The second biggest decision a dealer can make* is to decide whether he or she will go with a retro or with full reinsurance. Choosing to do neither is not an option unless the idea of wallowing in a shallow pool of mediocrity for the rest of your life sounds exciting.  Sound like excitable hyperbole?  Well, consider that many dealers have reinsurance or retro positions that are worth more than their actual dealership. A dealer who chooses to participate in the underwriting profit of their F&I products–using either retros or reinsurance–is a dealer who chooses to change their legacy for themselves and their most valued causes.

Quick lesson: what’s the difference between a retro and reinsurance?  Well, they are the two main ways of participating in underwriting profit. Reinsuring a VSC means that you are acting as a bona fide miniature insurance company and that whatever money is left over after claims, you are entitled to. This leftover reinsurance money is tax-advantaged and yours to either take as an insurance company shareholder dividend or as a shareholder loan–all good stuff to know.

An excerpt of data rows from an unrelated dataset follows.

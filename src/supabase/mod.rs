//! BaaS 客户端
//!
//! 封装 Supabase 兼容的 REST 接口：
//! - `auth`: GoTrue 认证与会话
//! - `query`: PostgREST 查询构建
//! - `storage`: 对象存储
//!
//! 所有请求都经过注入的 `HttpClient`，从而解耦了具体的 HTTP 实现。

pub mod auth;
pub mod query;
pub mod storage;

#[cfg(test)]
pub(crate) mod tests;

use crate::config::BackendConfig;
use crate::error::{AppError, AppResult};
use crate::request::{HttpClient, HttpMethod, HttpRequest, HttpResponse};
use auth::{AuthService, AuthState, SessionStore};
use query::TableQuery;
use serde::Serialize;
use serde::de::DeserializeOwned;
use std::rc::Rc;
use storage::StorageService;
use tracing::{debug, warn};

// =========================================================
// 客户端
// =========================================================

struct ClientInner<C> {
    http: C,
    config: BackendConfig,
    auth: Rc<AuthState>,
}

/// 共享的 BaaS 客户端
///
/// 内部使用 `Rc`，克隆开销很小，可以直接移入异步任务。
pub struct SupabaseClient<C: HttpClient> {
    inner: Rc<ClientInner<C>>,
}

impl<C: HttpClient> Clone for SupabaseClient<C> {
    fn clone(&self) -> Self {
        Self {
            inner: Rc::clone(&self.inner),
        }
    }
}

impl<C: HttpClient> SupabaseClient<C> {
    pub fn new(http: C, config: BackendConfig, store: Rc<dyn SessionStore>) -> Self {
        Self {
            inner: Rc::new(ClientInner {
                http,
                config,
                auth: AuthState::new(store),
            }),
        }
    }

    pub fn http(&self) -> &C {
        &self.inner.http
    }

    pub fn config(&self) -> &BackendConfig {
        &self.inner.config
    }

    pub fn auth(&self) -> AuthService<'_, C> {
        AuthService::new(self)
    }

    pub fn storage(&self) -> StorageService<'_, C> {
        StorageService::new(self)
    }

    pub(crate) fn auth_state(&self) -> &AuthState {
        &self.inner.auth
    }

    pub(crate) fn auth_state_rc(&self) -> Rc<AuthState> {
        Rc::clone(&self.inner.auth)
    }

    /// 当前会话对应的用户 id
    pub fn current_user_id(&self) -> Option<String> {
        self.auth_state().session().map(|s| s.user.id)
    }

    /// 需要登录的操作使用：无会话时返回 Unauthorized
    pub(crate) fn require_user_id(&self, operation: &str) -> AppResult<String> {
        self.current_user_id()
            .ok_or_else(|| AppError::unauthorized("User not authenticated").in_op(operation))
    }

    pub(crate) fn url(&self, path: &str) -> String {
        if path.starts_with('/') {
            format!("{}{}", self.inner.config.url, path)
        } else {
            format!("{}/{}", self.inner.config.url, path)
        }
    }

    /// 附带 apikey 与 Bearer 令牌的请求
    ///
    /// 有会话时使用用户令牌（行级权限），否则使用匿名 key。
    pub(crate) fn request(&self, method: HttpMethod, path: &str) -> HttpRequest {
        let token = self
            .auth_state()
            .session()
            .map(|s| s.access_token)
            .unwrap_or_else(|| self.inner.config.anon_key.clone());

        HttpRequest::new(&self.url(path), method)
            .with_header("apikey", &self.inner.config.anon_key)
            .with_header("Authorization", &format!("Bearer {}", token))
    }

    /// 发送请求并把非 2xx 响应转换为 `AppError`
    pub(crate) async fn execute(&self, req: HttpRequest, operation: &str) -> AppResult<HttpResponse> {
        let url = req.url.clone();
        let resp = self
            .inner
            .http
            .send(req)
            .await
            .map_err(|e| e.in_op_with(operation.to_string(), url.clone()))?;

        if resp.ok() {
            debug!(operation, status = resp.status, "backend call succeeded");
            return Ok(resp);
        }

        let message = error_message(&resp.body);
        warn!(operation, status = resp.status, %message, "backend call failed");
        Err(AppError::from_http(resp.status, message).in_op_with(operation.to_string(), url))
    }

    // =========================================================
    // PostgREST 表操作
    // =========================================================

    pub async fn select<T: DeserializeOwned>(&self, query: &TableQuery) -> AppResult<Vec<T>> {
        let req = self.request(HttpMethod::Get, &query.path());
        let resp = self.execute(req, "rest.select").await?;
        resp.json()
            .map_err(|e| e.in_op_with("rest.select", query.table().to_string()))
    }

    /// 查询至多一行（对应 `maybeSingle`）
    pub async fn select_one<T: DeserializeOwned>(&self, query: &TableQuery) -> AppResult<Option<T>> {
        let rows: Vec<T> = self.select(query).await?;
        Ok(rows.into_iter().next())
    }

    pub async fn insert<B, T>(&self, table: &str, body: &B) -> AppResult<Vec<T>>
    where
        B: Serialize + ?Sized,
        T: DeserializeOwned,
    {
        let path = TableQuery::new(table).path();
        let req = self
            .request(HttpMethod::Post, &path)
            .with_header("Prefer", "return=representation")
            .with_body(serde_json::to_value(body)?);
        let resp = self.execute(req, "rest.insert").await?;
        resp.json()
            .map_err(|e| e.in_op_with("rest.insert", table.to_string()))
    }

    pub async fn update<B: Serialize + ?Sized>(&self, query: &TableQuery, body: &B) -> AppResult<()> {
        let req = self
            .request(HttpMethod::Patch, &query.path())
            .with_header("Prefer", "return=minimal")
            .with_body(serde_json::to_value(body)?);
        self.execute(req, "rest.update").await?;
        Ok(())
    }

    pub async fn update_returning<B, T>(&self, query: &TableQuery, body: &B) -> AppResult<Vec<T>>
    where
        B: Serialize + ?Sized,
        T: DeserializeOwned,
    {
        let req = self
            .request(HttpMethod::Patch, &query.path())
            .with_header("Prefer", "return=representation")
            .with_body(serde_json::to_value(body)?);
        let resp = self.execute(req, "rest.update").await?;
        resp.json()
            .map_err(|e| e.in_op_with("rest.update", query.table().to_string()))
    }

    /// 冲突时合并（`on_conflict` 为唯一约束列）
    pub async fn upsert<B: Serialize + ?Sized>(
        &self,
        table: &str,
        on_conflict: &str,
        body: &B,
    ) -> AppResult<()> {
        let path = TableQuery::new(table).on_conflict(on_conflict).path();
        let req = self
            .request(HttpMethod::Post, &path)
            .with_header("Prefer", "resolution=merge-duplicates,return=minimal")
            .with_body(serde_json::to_value(body)?);
        self.execute(req, "rest.upsert").await?;
        Ok(())
    }

    pub async fn delete(&self, query: &TableQuery) -> AppResult<()> {
        let req = self.request(HttpMethod::Delete, &query.path());
        self.execute(req, "rest.delete").await?;
        Ok(())
    }
}

/// 从错误响应体中提取可读消息
///
/// GoTrue 使用 `msg` / `error_description`，PostgREST 与 Storage 使用 `message`。
pub(crate) fn error_message(body: &str) -> String {
    let parsed: Option<serde_json::Value> = serde_json::from_str(body).ok();
    let from_json = parsed.as_ref().and_then(|v| {
        ["msg", "message", "error_description", "error"]
            .iter()
            .find_map(|key| v.get(*key).and_then(|m| m.as_str()))
            .map(str::to_string)
    });

    from_json.unwrap_or_else(|| {
        let trimmed = body.trim();
        if trimmed.is_empty() {
            "Request failed".to_string()
        } else {
            trimmed.to_string()
        }
    })
}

Reinsurance takes a lot of commitment. As a new reinsuring dealer, you have to create your own reinsurance company, and that requires a fair amount of handholding…even with those few administrators out there who have greatly simplified the process.  To be sure, the reward is worth the effort; reinsuring dealers gain access to 100% of the underwriting profits, and those profits are all tax advantaged.  In addition, the reinsured dealer only pays taxes on investment income while the funds stay in the reinsurance company. So for many dealers, the extra commitment needed for reinsurance is worth any perceived hassle.

Now, let’s talk about retros. When an administrator reinsures a program for themselves, they can offer a portion of their underwriting profits as a “rebate” (retro) to the selling dealer. This can be desirable for several reasons: the signup process is simple, there isn’t anything new to learn or understand, and it’s easier to “pick up and go” for dealers who become unhappy with their administrator for whatever reason.

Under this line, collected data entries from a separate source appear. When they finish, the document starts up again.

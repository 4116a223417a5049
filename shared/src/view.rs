//! 视图定义模块 - 领域模型
//!
//! 纯粹的业务逻辑层，不依赖于 DOM。
//! 定义了应用的所有顶层视图及其属性。

use crate::profile::PatientProfile;
use serde::{Deserialize, Serialize};
use std::fmt::Display;

/// 应用视图枚举
#[derive(Debug, Clone, Copy, PartialEq, Eq, Hash, Default, Serialize, Deserialize)]
#[serde(rename_all = "lowercase")]
pub enum View {
    /// 启动画面 (默认视图)
    #[default]
    Splash,
    Login,
    Signup,
    Onboarding,
    Dashboard,
    Chat,
    Report,
    Symptom,
    Settings,
    Emergency,
}

impl View {
    pub const ALL: [View; 10] = [
        View::Splash,
        View::Login,
        View::Signup,
        View::Onboarding,
        View::Dashboard,
        View::Chat,
        View::Report,
        View::Symptom,
        View::Settings,
        View::Emergency,
    ];

    pub fn as_str(&self) -> &'static str {
        match self {
            Self::Splash => "splash",
            Self::Login => "login",
            Self::Signup => "signup",
            Self::Onboarding => "onboarding",
            Self::Dashboard => "dashboard",
            Self::Chat => "chat",
            Self::Report => "report",
            Self::Symptom => "symptom",
            Self::Settings => "settings",
            Self::Emergency => "emergency",
        }
    }

    /// 是否属于进入流程（启动、登录、注册、引导）
    pub fn is_entry_flow(&self) -> bool {
        matches!(
            self,
            Self::Splash | Self::Login | Self::Signup | Self::Onboarding
        )
    }

    /// 会话建立时是否应该离开此视图
    ///
    /// 注意 onboarding 不在其中：注册后的引导流程必须走完。
    pub fn yields_to_session(&self) -> bool {
        matches!(self, Self::Splash | Self::Login | Self::Signup)
    }

    /// **导航栏守卫：** 已认证且不在进入流程中
    pub fn navbar_visible(&self, authenticated: bool) -> bool {
        authenticated && !self.is_entry_flow()
    }
}

impl Display for View {
    fn fmt(&self, f: &mut std::fmt::Formatter<'_>) -> std::fmt::Result {
        write!(f, "{}", self.as_str())
    }
}

/// 仪表盘变体
#[derive(Debug, Clone, Copy, PartialEq, Eq)]
pub enum DashboardVariant {
    /// 有可穿戴设备：展示设备同步的指标
    Wearable,
    /// 无可穿戴设备：手动记录的简化面板
    Simple,
}

impl DashboardVariant {
    pub fn for_profile(profile: Option<&PatientProfile>) -> Self {
        match profile {
            Some(p) if p.has_wearable => Self::Wearable,
            _ => Self::Simple,
        }
    }
}

/// 导航栏条目
#[derive(Debug, Clone, Copy, PartialEq, Eq)]
pub struct NavItem {
    pub view: View,
    pub label: &'static str,
    /// 紧急入口使用警示配色
    pub accent: bool,
}

pub const NAV_ITEMS: [NavItem; 6] = [
    NavItem {
        view: View::Dashboard,
        label: "Home",
        accent: false,
    },
    NavItem {
        view: View::Report,
        label: "Reports",
        accent: false,
    },
    NavItem {
        view: View::Chat,
        label: "Chat",
        accent: false,
    },
    NavItem {
        view: View::Symptom,
        label: "Symptoms",
        accent: false,
    },
    NavItem {
        view: View::Emergency,
        label: "Emergency",
        accent: true,
    },
    NavItem {
        view: View::Settings,
        label: "Settings",
        accent: false,
    },
];

#[cfg(test)]
mod tests {
    use super::*;

    #[test]
    fn test_navbar_hidden_for_entry_flow_regardless_of_auth() {
        for view in [View::Splash, View::Login, View::Signup, View::Onboarding] {
            assert!(!view.navbar_visible(true), "{view} should hide navbar");
            assert!(!view.navbar_visible(false), "{view} should hide navbar");
        }
    }

    #[test]
    fn test_navbar_follows_auth_for_app_views() {
        for view in View::ALL.iter().filter(|v| !v.is_entry_flow()) {
            assert!(view.navbar_visible(true));
            assert!(!view.navbar_visible(false));
        }
    }

    #[test]
    fn test_onboarding_does_not_yield_to_session() {
        assert!(View::Login.yields_to_session());
        assert!(View::Splash.yields_to_session());
        assert!(!View::Onboarding.yields_to_session());
        assert!(!View::Chat.yields_to_session());
    }

    #[test]
    fn test_dashboard_variant_follows_wearable_flag() {
        let mut profile = PatientProfile::default();
        assert_eq!(
            DashboardVariant::for_profile(Some(&profile)),
            DashboardVariant::Simple
        );
        profile.has_wearable = true;
        assert_eq!(
            DashboardVariant::for_profile(Some(&profile)),
            DashboardVariant::Wearable
        );
        assert_eq!(DashboardVariant::for_profile(None), DashboardVariant::Simple);
    }

    #[test]
    fn test_view_serializes_lowercase() {
        let json = serde_json::to_string(&View::Emergency).unwrap();
        assert_eq!(json, "\"emergency\"");
    }
}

One thing to keep in mind with retros: they do NOT represent 100% participation in the underwriting profits. Some administrators lead their dealers to believe that the only difference between reinsurance and retros is the tax advantage afforded to reinsurance…but this is not true.

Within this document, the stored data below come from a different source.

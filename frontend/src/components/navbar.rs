use crate::components::icons::{self, Icon};
use crate::session::use_session;
use leptos::prelude::*;
use robtor::shared::{NAV_ITEMS, NavItem, View};

fn icon_for(view: View) -> &'static str {
    match view {
        View::Report => icons::DOCUMENT,
        View::Chat => icons::CHAT,
        View::Symptom => icons::CLIPBOARD,
        View::Emergency => icons::PHONE,
        View::Settings => icons::COG,
        _ => icons::HOME,
    }
}

/// 底部导航栏，仅在已认证且不在进入流程时显示
#[component]
pub fn Navbar() -> impl IntoView {
    let ctx = use_session();
    let visible = Memo::new(move |_| ctx.show_navbar());

    view! {
        <Show when=move || visible.get()>
            <nav
                role="navigation"
                aria-label="Main"
                class="fixed bottom-0 left-0 right-0 bg-white border-t border-gray-200 shadow-lg z-[100]"
            >
                <div class="max-w-screen-xl mx-auto px-2">
                    <div class="flex items-center justify-between gap-1 py-2">
                        {NAV_ITEMS.iter().map(|item| nav_button(*item)).collect_view()}
                    </div>
                </div>
            </nav>
        </Show>
    }
}

fn nav_button(item: NavItem) -> impl IntoView {
    let ctx = use_session();
    let is_active = move || ctx.view() == item.view;
    let class = move || {
        let tone = match (is_active(), item.accent) {
            (true, true) => "text-red-600 bg-red-50",
            (true, false) => "text-green-600 bg-green-50",
            (false, _) => "text-gray-600 hover:text-green-600",
        };
        format!(
            "flex flex-col items-center justify-center space-y-1 px-4 py-2 min-w-[56px] rounded-lg transition-colors active:scale-95 {}",
            tone
        )
    };

    view! {
        <button
            on:click=move |_| ctx.navigate(item.view)
            aria-label=item.label
            aria-current=move || is_active().then_some("page")
            class=class
        >
            <Icon path=icon_for(item.view) />
            <span class="text-[11px] font-semibold md:block hidden">{item.label}</span>
        </button>
    }
}
//! 文件读取与下载

use robtor::error::{AppError, AppResult};
use robtor::supabase::storage::FileUpload;
use wasm_bindgen::JsCast;
use wasm_bindgen::prelude::*;
use wasm_bindgen_futures::JsFuture;
use web_sys::{Blob, BlobPropertyBag, HtmlAnchorElement, HtmlInputElement, Url};

/// 读取 `<input type="file">` 选中的第一个文件
pub async fn read_selected(input: &HtmlInputElement) -> AppResult<Option<FileUpload>> {
    let Some(file) = input.files().and_then(|list| list.get(0)) else {
        return Ok(None);
    };

    let buffer = JsFuture::from(file.array_buffer())
        .await
        .map_err(|e| AppError::invalid_input(format!("无法读取文件: {:?}", e)))?;
    let bytes = js_sys::Uint8Array::new(&buffer).to_vec();

    Ok(Some(FileUpload::new(file.name(), file.type_(), bytes)))
}

/// 以文件形式下载文本内容
pub fn download_text(file_name: &str, content: &str, mime: &str) -> Result<(), JsValue> {
    let parts = js_sys::Array::of1(&JsValue::from_str(content));
    let options = BlobPropertyBag::new();
    options.set_type(mime);
    let blob = Blob::new_with_str_sequence_and_options(&parts, &options)?;
    let url = Url::create_object_url_with_blob(&blob)?;

    let document = web_sys::window()
        .and_then(|w| w.document())
        .ok_or_else(|| JsValue::from_str("无法获取 document 对象"))?;
    let anchor: HtmlAnchorElement = document.create_element("a")?.dyn_into()?;
    anchor.set_href(&url);
    anchor.set_download(file_name);
    anchor.click();

    Url::revoke_object_url(&url)
}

The percentage of underwriting profits given as a retro varies depending upon the administrator, and it’s always less than 100%. This is because the administrator keeps a percentage for themselves, to pay for the cost of providing the service. There’s nothing wrong with doing this–it’s fair for everyone to make money–but it IS important to know how a retro program really is different than reinsurance.

So what do you do with all this new info?  Well, for starters, you are crazy if you don’t immediately seek out a way to participate in your F&I products’ underwriting profits. Ask your current administrator–or switch if you’re a little pissed that they haven’t already told you all this. A good provider makes it a cinch to match your current pay plan and business office costs, enabling you to make the change easily and quickly.

Richard Snaith is an industry leading auto, RV and power sport dealer strategist. He has an extensive background in comprehensive dealer operations, but specializes in dealer revenue development, and F&I training.

His career in the auto industry stems back to well over 30 years, where he quickly learned all facets of the dealership business and was methodically promoted to the top. He soon realized the industry need for more thorough F&I training, and Rich co-founded a menu & training company that is still thriving more than 20 years later. The challenges of connecting various dealer management systems (DMS) software together–and leading a team of independent agents–provided a rich tapestry of experience that still serves Richard well today.

As National Director of Sales for SideCars, Inc., Rich works with dealerships across the country to leverage reinsured products of all types, for dealers of all sizes.